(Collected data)
□ □ □ □ □ □ □

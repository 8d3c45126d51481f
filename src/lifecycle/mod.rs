//! Repair-request lifecycle.
//!
//! The lifecycle is a finite state machine over [`Status`]. Every legal
//! move is a row of [`TABLE`]; anything else is an invalid transition.
//! [`validate`] is the single guard every caller goes through before a
//! transition is submitted, and [`apply`] is its mutating counterpart for
//! local models of a ticket.

pub mod stock;

use derive_more::Display;
use serde::{Deserialize, Serialize};
use time::OffsetDateTime;

use crate::api::{component, repair_request, user::Role, RepairRequest, User};

pub use self::stock::Inventory;

#[derive(
    Clone, Copy, Debug, Deserialize, Display, Eq, Hash, PartialEq, Serialize,
)]
#[serde(rename_all = "snake_case")]
pub enum Status {
    /// Submitted by the owner, nobody looked at it yet.
    #[display("created")]
    Created,

    /// Triaged by a manager and visible to technicians.
    #[display("checked")]
    Checked,

    /// Priced and scheduled by a technician, waiting for the owner to
    /// accept the offer.
    #[display("approved")]
    Approved,

    /// Owner accepted the offer, work is ongoing.
    #[display("in_progress")]
    InProgress,

    /// Work is finished.
    #[display("completed")]
    Completed,

    /// Turned down by a manager.
    #[display("rejected")]
    Rejected,
}

impl Status {
    pub const ALL: [Self; 6] = [
        Self::Created,
        Self::Checked,
        Self::Approved,
        Self::InProgress,
        Self::Completed,
        Self::Rejected,
    ];

    /// Statuses reachable from this one in a single transition.
    pub fn next(self) -> impl Iterator<Item = Self> {
        TABLE
            .iter()
            .filter(move |(from, _, _)| *from == self)
            .map(|(_, to, _)| *to)
    }

    pub fn is_terminal(self) -> bool {
        self.next().next().is_none()
    }
}

#[derive(
    Clone, Copy, Debug, Deserialize, Display, Eq, Hash, PartialEq, Serialize,
)]
#[serde(rename_all = "snake_case")]
pub enum Transition {
    #[display("check")]
    Check,
    #[display("reject")]
    Reject,
    #[display("personalize")]
    Personalize,
    #[display("start")]
    Start,
    #[display("complete")]
    Complete,
}

impl Transition {
    pub fn target(self) -> Status {
        match self {
            Self::Check => Status::Checked,
            Self::Reject => Status::Rejected,
            Self::Personalize => Status::Approved,
            Self::Start => Status::InProgress,
            Self::Complete => Status::Completed,
        }
    }

    /// Who is allowed to trigger the transition.
    pub fn actor(self) -> Actor {
        match self {
            Self::Check | Self::Reject => Actor::Manager,
            Self::Personalize | Self::Complete => Actor::Master,
            Self::Start => Actor::Owner,
        }
    }
}

#[derive(Clone, Copy, Debug, Display, Eq, PartialEq)]
pub enum Actor {
    #[display("manager")]
    Manager,
    #[display("master")]
    Master,
    #[display("owner")]
    Owner,
}

/// Every legal `(from, to)` move of a repair request.
pub static TABLE: [(Status, Status, Transition); 6] = [
    (Status::Created, Status::Checked, Transition::Check),
    (Status::Created, Status::Rejected, Transition::Reject),
    (Status::Checked, Status::Rejected, Transition::Reject),
    (Status::Checked, Status::Approved, Transition::Personalize),
    (Status::Approved, Status::InProgress, Transition::Start),
    (Status::InProgress, Status::Completed, Transition::Complete),
];

/// Looks up the transition moving a request from `from` to `to`.
pub fn transition(from: Status, to: Status) -> Result<Transition, Error> {
    TABLE
        .iter()
        .find(|(f, t, _)| *f == from && *t == to)
        .map(|(_, _, transition)| *transition)
        .ok_or(Error::InvalidTransition { from, to })
}

/// Price, due date and consumed components attached to a checked request.
#[derive(Clone, Debug, Deserialize, PartialEq, Serialize)]
pub struct Personalization {
    pub price: f64,
    #[serde(with = "time::serde::rfc3339")]
    pub end_date: OffsetDateTime,
    #[serde(default)]
    pub components: Vec<component::Allocation>,
}

impl Personalization {
    pub fn validate(&self, now: OffsetDateTime) -> Result<(), Error> {
        if !self.price.is_finite() || self.price <= 0.0 {
            return Err(Error::InvalidPrice(self.price));
        }
        if self.end_date <= now {
            return Err(Error::EndDateNotInFuture(self.end_date));
        }
        if let Some(a) = self.components.iter().find(|a| a.quantity == 0) {
            return Err(Error::ZeroQuantity(a.id));
        }
        Ok(())
    }
}

/// Transition together with the input it carries.
#[derive(Clone, Debug, PartialEq)]
pub enum Step {
    Check,
    Reject,
    Personalize(Personalization),
    Start,
    Complete,
}

impl Step {
    pub fn transition(&self) -> Transition {
        match self {
            Self::Check => Transition::Check,
            Self::Reject => Transition::Reject,
            Self::Personalize(_) => Transition::Personalize,
            Self::Start => Transition::Start,
            Self::Complete => Transition::Complete,
        }
    }
}

/// Checks that `actor` may perform `step` on `request` as it is now.
///
/// Nothing is mutated. Stock availability is not part of this guard, see
/// [`Inventory::check`].
pub fn validate(
    request: &RepairRequest,
    step: &Step,
    actor: &User,
    now: OffsetDateTime,
) -> Result<Transition, Error> {
    let wanted = step.transition();
    transition(request.status, wanted.target())?;

    authorize(request, wanted, actor)?;

    match step {
        Step::Check | Step::Reject | Step::Complete => {}
        Step::Personalize(personalization) => personalization.validate(now)?,
        Step::Start => {
            if request.master.is_none() {
                return Err(Error::MasterNotAssigned(request.id));
            }
            if request.price.is_none() {
                return Err(Error::MissingPrice(request.id));
            }
            if request.end_time.is_none() {
                return Err(Error::MissingEndTime(request.id));
            }
        }
    }

    Ok(wanted)
}

/// Validates and performs `step` on a local copy of a request.
///
/// On failure `request` is left untouched.
pub fn apply(
    request: &mut RepairRequest,
    step: Step,
    actor: &User,
    now: OffsetDateTime,
) -> Result<(), Error> {
    let transition = validate(request, &step, actor, now)?;

    if let Step::Personalize(p) = step {
        request.master = Some(actor.clone());
        request.price = Some(p.price);
        request.end_time = Some(p.end_date);
        request.components = p.components;
    }
    request.status = transition.target();

    Ok(())
}

/// Fails unless `user` holds `role`.
pub fn ensure_role(user: &User, role: Role) -> Result<(), Error> {
    if user.role == role {
        Ok(())
    } else {
        Err(Error::WrongRole {
            expected: role,
            actual: user.role,
        })
    }
}

fn authorize(
    request: &RepairRequest,
    transition: Transition,
    actor: &User,
) -> Result<(), Error> {
    match transition.actor() {
        Actor::Manager => ensure_role(actor, Role::Manager),
        Actor::Master => {
            ensure_role(actor, Role::Master)?;
            if transition != Transition::Complete {
                return Ok(());
            }
            match &request.master {
                None => Err(Error::MasterNotAssigned(request.id)),
                Some(master) if master.id != actor.id => {
                    Err(Error::NotAssignedMaster(request.id))
                }
                Some(_) => Ok(()),
            }
        }
        Actor::Owner => {
            if request.owner.id == actor.id {
                Ok(())
            } else {
                Err(Error::NotOwner(request.id))
            }
        }
    }
}

#[derive(Clone, Debug, Display, PartialEq)]
pub enum Error {
    #[display("cannot move a repair request from {from} to {to}")]
    InvalidTransition { from: Status, to: Status },

    #[display(
        "this action requires the {expected} role, signed in as {actual}"
    )]
    WrongRole { expected: Role, actual: Role },

    #[display("only the owner of repair request {_0} can accept its offer")]
    NotOwner(repair_request::Id),

    #[display("repair request {_0} is assigned to another technician")]
    NotAssignedMaster(repair_request::Id),

    #[display("repair request {_0} has no assigned technician")]
    MasterNotAssigned(repair_request::Id),

    #[display("repair request {_0} has no price")]
    MissingPrice(repair_request::Id),

    #[display("repair request {_0} has no completion date")]
    MissingEndTime(repair_request::Id),

    #[display("price must be a positive amount, got {_0}")]
    InvalidPrice(f64),

    #[display("completion date {_0} is not in the future")]
    EndDateNotInFuture(OffsetDateTime),

    #[display("quantity of component {_0} must be at least 1")]
    ZeroQuantity(component::Id),

    #[display("component {_0} is not in the inventory")]
    UnknownComponent(component::Id),

    #[display(
        "not enough {name} (component {id}) in stock: \
         requested {requested}, available {in_stock}"
    )]
    InsufficientStock {
        id: component::Id,
        name: String,
        requested: u32,
        in_stock: u32,
    },
}

impl std::error::Error for Error {}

□ □ □ □ □ □ □

§ What you should do: Gather each line in the entries above where the string "MasterNotAssigned" is found.

§ Exercise response:
                return Err(Error::MasterNotAssigned(request.id));
                None => Err(Error::MasterNotAssigned(request.id)),
    MasterNotAssigned(repair_request::Id),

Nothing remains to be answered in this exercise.